What needs to be done:
Every line of the records that holds the word "alloy" should be copied out.

□ □ □

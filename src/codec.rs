// SPDX-License-Identifier: AGPL-3.0-or-later
//
// Copyright (C) 2026 Relational Network

//! Byte-level helpers shared by the chain and construction modules.
//!
//! RLP lists are always built through [`rlp_list`] and taken apart through
//! [`RlpReader`], so every wire struct has one explicit field order.

use alloy::hex;
use alloy::rlp::{Decodable, Encodable, Header};

/// Encode `fields` as one RLP list, in the given order.
pub fn rlp_list(fields: &[&dyn Encodable]) -> Vec<u8> {
    let payload_length: usize = fields.iter().map(|f| f.length()).sum();
    let mut out = Vec::with_capacity(payload_length + 9);
    Header {
        list: true,
        payload_length,
    }
    .encode(&mut out);
    for field in fields {
        field.encode(&mut out);
    }
    out
}

/// Sequential reader over the payload of a single RLP list.
pub struct RlpReader<'a> {
    payload: &'a [u8],
}

impl<'a> RlpReader<'a> {
    /// Open the list in `buf`. The list must span the whole buffer.
    pub fn new(mut buf: &'a [u8]) -> Result<Self, alloy::rlp::Error> {
        let header = Header::decode(&mut buf)?;
        if !header.list {
            return Err(alloy::rlp::Error::UnexpectedString);
        }
        if buf.len() != header.payload_length {
            return Err(alloy::rlp::Error::ListLengthMismatch {
                expected: header.payload_length,
                got: buf.len(),
            });
        }
        Ok(Self { payload: buf })
    }

    pub fn next<T: Decodable>(&mut self) -> Result<T, alloy::rlp::Error> {
        T::decode(&mut self.payload)
    }

    /// Decode a byte-string field, returning `None` when it is empty.
    pub fn next_optional<T: Decodable>(&mut self) -> Result<Option<T>, alloy::rlp::Error> {
        if self.payload.first() == Some(&alloy::rlp::EMPTY_STRING_CODE) {
            self.payload = &self.payload[1..];
            return Ok(None);
        }
        self.next().map(Some)
    }

    pub fn is_empty(&self) -> bool {
        self.payload.is_empty()
    }

    /// Fail unless every field was consumed.
    pub fn finish(self) -> Result<(), alloy::rlp::Error> {
        if self.payload.is_empty() {
            Ok(())
        } else {
            Err(alloy::rlp::Error::Custom("trailing fields in list"))
        }
    }
}

/// `0x`-prefixed lowercase hex.
pub fn to_hex(bytes: impl AsRef<[u8]>) -> String {
    hex::encode_prefixed(bytes)
}

/// Decode hex with or without a `0x` prefix.
pub fn from_hex(s: &str) -> Result<Vec<u8>, hex::FromHexError> {
    hex::decode(s.trim_start_matches("0x"))
}

#[cfg(test)]
mod tests {
    use super::*;
    use alloy::primitives::{Address, Bytes, U256};

    #[test]
    fn empty_list_is_c0() {
        assert_eq!(rlp_list(&[]), vec![0xc0]);
    }

    #[test]
    fn reader_walks_fields_in_order() {
        let to = Address::repeat_byte(0x11);
        let encoded = rlp_list(&[&5u64, &to, &U256::from(1_000u64), &Bytes::new()]);

        let mut reader = RlpReader::new(&encoded).unwrap();
        assert_eq!(reader.next::<u64>().unwrap(), 5);
        assert_eq!(reader.next_optional::<Address>().unwrap(), Some(to));
        assert_eq!(reader.next::<U256>().unwrap(), U256::from(1_000u64));
        assert_eq!(reader.next::<Bytes>().unwrap(), Bytes::new());
        reader.finish().unwrap();
    }

    #[test]
    fn empty_optional_field_reads_as_none() {
        let encoded = rlp_list(&[&Bytes::new(), &1u64]);
        let mut reader = RlpReader::new(&encoded).unwrap();
        assert_eq!(reader.next_optional::<Address>().unwrap(), None);
        assert_eq!(reader.next::<u64>().unwrap(), 1);
        assert!(reader.is_empty());
    }

    #[test]
    fn trailing_bytes_are_rejected() {
        let mut encoded = rlp_list(&[&1u64]);
        encoded.push(0x01);
        assert!(RlpReader::new(&encoded).is_err());
    }

    #[test]
    fn hex_accepts_optional_prefix() {
        assert_eq!(from_hex("0x0a0b").unwrap(), vec![0x0a, 0x0b]);
        assert_eq!(from_hex("0a0b").unwrap(), vec![0x0a, 0x0b]);
        assert_eq!(to_hex([0x0a, 0x0b]), "0x0a0b");
    }
}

□ □ □

The completed task:
use alloy::hex;
use alloy::rlp::{Decodable, Encodable, Header};
    pub fn new(mut buf: &'a [u8]) -> Result<Self, alloy::rlp::Error> {
            return Err(alloy::rlp::Error::UnexpectedString);
            return Err(alloy::rlp::Error::ListLengthMismatch {
    pub fn next<T: Decodable>(&mut self) -> Result<T, alloy::rlp::Error> {
    pub fn next_optional<T: Decodable>(&mut self) -> Result<Option<T>, alloy::rlp::Error> {
        if self.payload.first() == Some(&alloy::rlp::EMPTY_STRING_CODE) {
    pub fn finish(self) -> Result<(), alloy::rlp::Error> {
            Err(alloy::rlp::Error::Custom("trailing fields in list"))
    use alloy::primitives::{Address, Bytes, U256};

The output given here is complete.